Из этих же увещаний и просьб проповедника видно, что беседа произнесена прежде, чем состоялся эдикт о передаче всех церквей в руки православных и изгнании ариан из столицы[834], так как здесь Григорий еще просит о том (об изгнании ариан), хотя произнесена она уже в главной церкви столицы, что видно из замечания проповедника, что его речь раздается в пустыне, некогда безводной, но ныне весьма населенной (λίαν οικουμένη).

«Слово на Богоявление, или на Рождество Спасителя» произнесено в Константинополе 25 декабря 380 года (что видно из того, что он называет себя пришельцем[835]), содержит в себе данные литургические, ценные для истории праздника. Первая половина Слова изложена в возвышенно-торжественном тоне, как и прочие праздничные Слова Григория, и говорит о том, как следует праздновать праздник по-христиански; вторая содержит догматико-полемические рассуждения. «Слово на святые светы явлений Господних» и «Слово на Святое Крещение» произнесены первое 6-го, второе 7 января 381 года и трактуют об одном и том же.

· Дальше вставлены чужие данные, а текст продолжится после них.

impl<K, V> ClockProCache<K, V>
where
    K: Eq + Hash + Clone,
{
    /// Creates a cache holding at most `capacity` resident entries.
    ///
    /// # Panics
    ///
    /// Panics if `capacity` is zero; use [`try_new`](Self::try_new) to
    /// handle that without panicking.
    ///
    /// # Example
    ///
    /// ```
    /// use clockpro::policy::clock_pro::ClockProCache;
    /// use clockpro::traits::ReadOnlyCache;
    ///
    /// let cache: ClockProCache<String, i32> = ClockProCache::new(100);
    /// assert_eq!(cache.capacity(), 100);
    /// assert!(cache.is_empty());
    /// ```
    pub fn new(capacity: usize) -> Self {
        match Self::try_new(capacity) {
            Ok(cache) => cache,
            Err(err) => panic!("{err}"),
        }
    }

    /// Fallible constructor: rejects a zero capacity.
    pub fn try_new(capacity: usize) -> Result<Self, ConfigError> {
        if capacity == 0 {
            return Err(ConfigError::new("capacity must be at least 1"));
        }
        let tracked = capacity.saturating_mul(2);
        Ok(Self {
            index: FxHashMap::with_capacity_and_hasher(tracked, Default::default()),
            ring: RingArena::with_capacity(tracked),
            hands: None,
            mem_max: capacity,
            mem_cold: capacity,
            count_hot: 0,
            count_cold: 0,
            count_test: 0,
            #[cfg(feature = "metrics")]
            metrics: ClockProMetrics::default(),
        })
    }

    /// Returns `true` if no entries are resident.
    #[inline]
    pub fn is_empty(&self) -> bool {
        self.count_hot + self.count_cold == 0
    }

    /// Returns the number of hot pages.
    #[inline]
    pub fn hot_count(&self) -> usize {
        self.count_hot
    }

    /// Returns the number of cold pages.
    #[inline]
    pub fn cold_count(&self) -> usize {
        self.count_cold
    }

    /// Returns the number of shadow (test) entries.
    #[inline]
    pub fn test_count(&self) -> usize {
        self.count_test
    }

    /// Returns the current adaptive cold-partition target.
    #[inline]
    pub fn cold_target(&self) -> usize {
        self.mem_cold
    }

    /// Returns a snapshot of the operation counters.
    #[cfg(feature = "metrics")]
    pub fn metrics_snapshot(&self) -> ClockProMetricsSnapshot {
        self.metrics.snapshot(
            self.count_hot,
            self.count_cold,
            self.count_test,
            self.mem_cold,
            self.mem_max,
        )
    }

    /// Cross-checks the ring, index, hands, and counters.
    ///
    /// An `Err` indicates a defect in the engine, not a caller error. Used
    /// by the integration tests and fuzz targets after every operation.
    pub fn check_invariants(&self) -> Result<(), InvariantError> {
        let mut hot = 0usize;
        let mut cold = 0usize;
        let mut test = 0usize;
        for (id, entry) in self.ring.iter() {
            match entry.page {
                Page::Hot { .. } => hot += 1,
                Page::Cold { .. } => cold += 1,
                Page::Test => test += 1,
            }
            match self.index.get(&entry.key) {
                Some(&mapped) if mapped == id => {}
                Some(_) => {
                    return Err(InvariantError::new("index maps a key to a different node"));
                }
                None => return Err(InvariantError::new("ring node missing from index")),
            }
        }

        if (hot, cold, test) != (self.count_hot, self.count_cold, self.count_test) {
            return Err(InvariantError::new(format!(
                "population counters drifted: counted {hot}/{cold}/{test}, \
                 recorded {}/{}/{}",
                self.count_hot, self.count_cold, self.count_test
            )));
        }
        if self.index.len() != self.ring.len() {
            return Err(InvariantError::new("index and ring disagree on size"));
        }
        if self.count_hot + self.count_cold > self.mem_max {
            return Err(InvariantError::new("resident count exceeds capacity"));
        }
        if self.count_test > self.mem_max {
            return Err(InvariantError::new("shadow count exceeds capacity"));
        }
        if self.mem_cold < 1 || self.mem_cold > self.mem_max {
            return Err(InvariantError::new("cold target out of range"));
        }

        match self.hands {
            None => {
                if !self.ring.is_empty() {
                    return Err(InvariantError::new("hands unset on a populated ring"));
                }
            }
            Some(hands) => {
                if self.ring.is_empty() {
                    return Err(InvariantError::new("hands set on an empty ring"));
                }
                for hand in [hands.hot, hands.cold, hands.test] {
                    if !self.ring.contains(hand) {
                        return Err(InvariantError::new("hand points at a freed node"));
                    }
                }
                // The ring must be a single cycle covering every node.
                let mut cursor = hands.hot;
                for _ in 0..self.ring.len() {
                    cursor = self.ring.next(cursor);
                }
                if cursor != hands.hot {
                    return Err(InvariantError::new("ring traversal does not close"));
                }
            }
        }
        Ok(())
    }

    /// Links `key` onto the ring immediately before `hand_hot`, evicting
    /// residents first so capacity holds after the insert.
    fn meta_add(&mut self, key: K, page: Page<V>) {
        self.evict();
        let entry = MetaEntry {
            key: key.clone(),
            page,
        };
        let id = match self.hands {
            None => {
                let id = self.ring.insert_first(entry);
                self.hands = Some(Hands {
                    hot: id,
                    cold: id,
                    test: id,
                });
                id
            }
            // The slot just behind hand_hot is the conventional insertion
            // point: hand_cold will reach the new node in due course.
            Some(hands) => self.ring.insert_before(hands.hot, entry),
        };
        self.index.insert(key, id);
    }

    /// Unlinks a node. Any hand parked on it retreats to its predecessor so
    /// hands always denote live nodes; removing the sole node clears them.
    fn meta_del(&mut self, id: NodeId) {
        if self.ring.len() == 1 {
            self.hands = None;
        } else {
            let prev = self.ring.prev(id);
            if let Some(hands) = self.hands.as_mut() {
                if hands.hot == id {
                    hands.hot = prev;
                }
                if hands.cold == id {
                    hands.cold = prev;
                }
                if hands.test == id {
                    hands.test = prev;
                }
            }
        }
        let entry = self.ring.remove(id).expect("ring node vanished during unlink");
        self.index.remove(&entry.key);
    }

    fn evict(&mut self) {
        while self.count_hot + self.count_cold >= self.mem_max {
            self.hand_cold();
        }
    }

    /// One cold-hand step followed by hot-budget rebalancing.
    fn hand_cold(&mut self) {
        self.hand_cold_step();
        while self.count_hot > self.mem_max - self.mem_cold {
            self.hand_hot();
        }
    }

    /// Examines the node under the cold hand and advances one step.
    ///
    /// Split from [`hand_cold`](Self::hand_cold) for the sole-node ring,
    /// where the coincidence guard in `hand_test` must advance the cold
    /// hand without re-entering the hot rebalancing loop; the enclosing
    /// sweep re-checks the hot budget after every nested step, so
    /// rebalancing still settles before control returns to the caller.
    fn hand_cold_step(&mut self) {
        #[cfg(feature = "metrics")]
        {
            self.metrics.hand_cold_steps += 1;
        }
        let id = self.hands.expect(HANDS_MISSING).cold;
        let entry = self.ring.get_mut(id).expect(STALE_HAND);
        match std::mem::replace(&mut entry.page, Page::Test) {
            Page::Cold {
                value,
                referenced: true,
            } => {
                entry.page = Page::Hot {
                    value,
                    referenced: false,
                };
                self.count_cold -= 1;
                self.count_hot += 1;
                #[cfg(feature = "metrics")]
                {
                    self.metrics.cold_promotions += 1;
                }
            }
            Page::Cold {
                referenced: false, ..
            } => {
                // Value dropped here; only the key survives, as shadow.
                self.count_cold -= 1;
                self.count_test += 1;
                #[cfg(feature = "metrics")]
                {
                    self.metrics.cold_demotions += 1;
                }
                while self.count_test > self.mem_max {
                    self.hand_test();
                }
            }
            other => entry.page = other,
        }
        let hands = self.hands.as_mut().expect(HANDS_MISSING);
        hands.cold = self.ring.next(hands.cold);
    }

    fn hand_hot(&mut self) {
        #[cfg(feature = "metrics")]
        {
            self.metrics.hand_hot_steps += 1;
        }
        let hands = self.hands.expect(HANDS_MISSING);
        if hands.hot == hands.test {
            self.hand_test();
        }
        // Re-read: the nested step may have moved this hand.
        let id = self.hands.expect(HANDS_MISSING).hot;
        let entry = self.ring.get_mut(id).expect(STALE_HAND);
        match std::mem::replace(&mut entry.page, Page::Test) {
            Page::Hot {
                value,
                referenced: true,
            } => {
                entry.page = Page::Hot {
                    value,
                    referenced: false,
                };
            }
            Page::Hot {
                value,
                referenced: false,
            } => {
                entry.page = Page::Cold {
                    value,
                    referenced: false,
                };
                self.count_hot -= 1;
                self.count_cold += 1;
                #[cfg(feature = "metrics")]
                {
                    self.metrics.hot_demotions += 1;
                }
            }
            other => entry.page = other,
        }
        let hands = self.hands.as_mut().expect(HANDS_MISSING);
        hands.hot = self.ring.next(hands.hot);
    }

    fn hand_test(&mut self) {
        #[cfg(feature = "metrics")]
        {
            self.metrics.hand_test_steps += 1;
        }
        let hands = self.hands.expect(HANDS_MISSING);
        if hands.test == hands.cold {
            // Full cold-hand pass, rebalancing included. A sole-node ring
            // is the one case where that pass can never reach an examine
            // step (all three hands pin the same node and the advance is a
            // no-op, so the guard chain re-enters itself forever); it gets
            // the bare step instead.
            if self.ring.len() == 1 {
                self.hand_cold_step();
            } else {
                self.hand_cold();
            }
        }
        let id = self.hands.expect(HANDS_MISSING).test;
        let expired = matches!(self.ring.get(id).expect(STALE_HAND).page, Page::Test);
        if expired {
            // meta_del parks this hand on the predecessor, so the advance
            // below lands on the node that followed the expired one.
            self.meta_del(id);
            self.count_test -= 1;
            if self.mem_cold > 1 {
                self.mem_cold -= 1;
            }
            #[cfg(feature = "metrics")]
            {
                self.metrics.test_expiries += 1;
            }
        }
        let hands = self.hands.as_mut().expect(HANDS_MISSING);
        hands.test = self.ring.next(hands.test);
    }
}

В первом проповедник, между прочим, сопоставляет языческие мистерии с христианскими таинствами и доказывает неизмеримое превосходство последних; догматизирует о Божестве и о Троичности, о сущности и благодати Крещения и об учении Но-вата; во втором убеждает главным образом не откладывать крещения и опровергает основания, на которых основывался этот тогдашний обычай. Во втором Слове содержится определение природы Ангелов как некоей струи или причастия Божественного света[836], подобно тому как в Слове на Рождество Христово содержится учение о Серафимах, заимствованное, по-видимому, у св. Афанасия.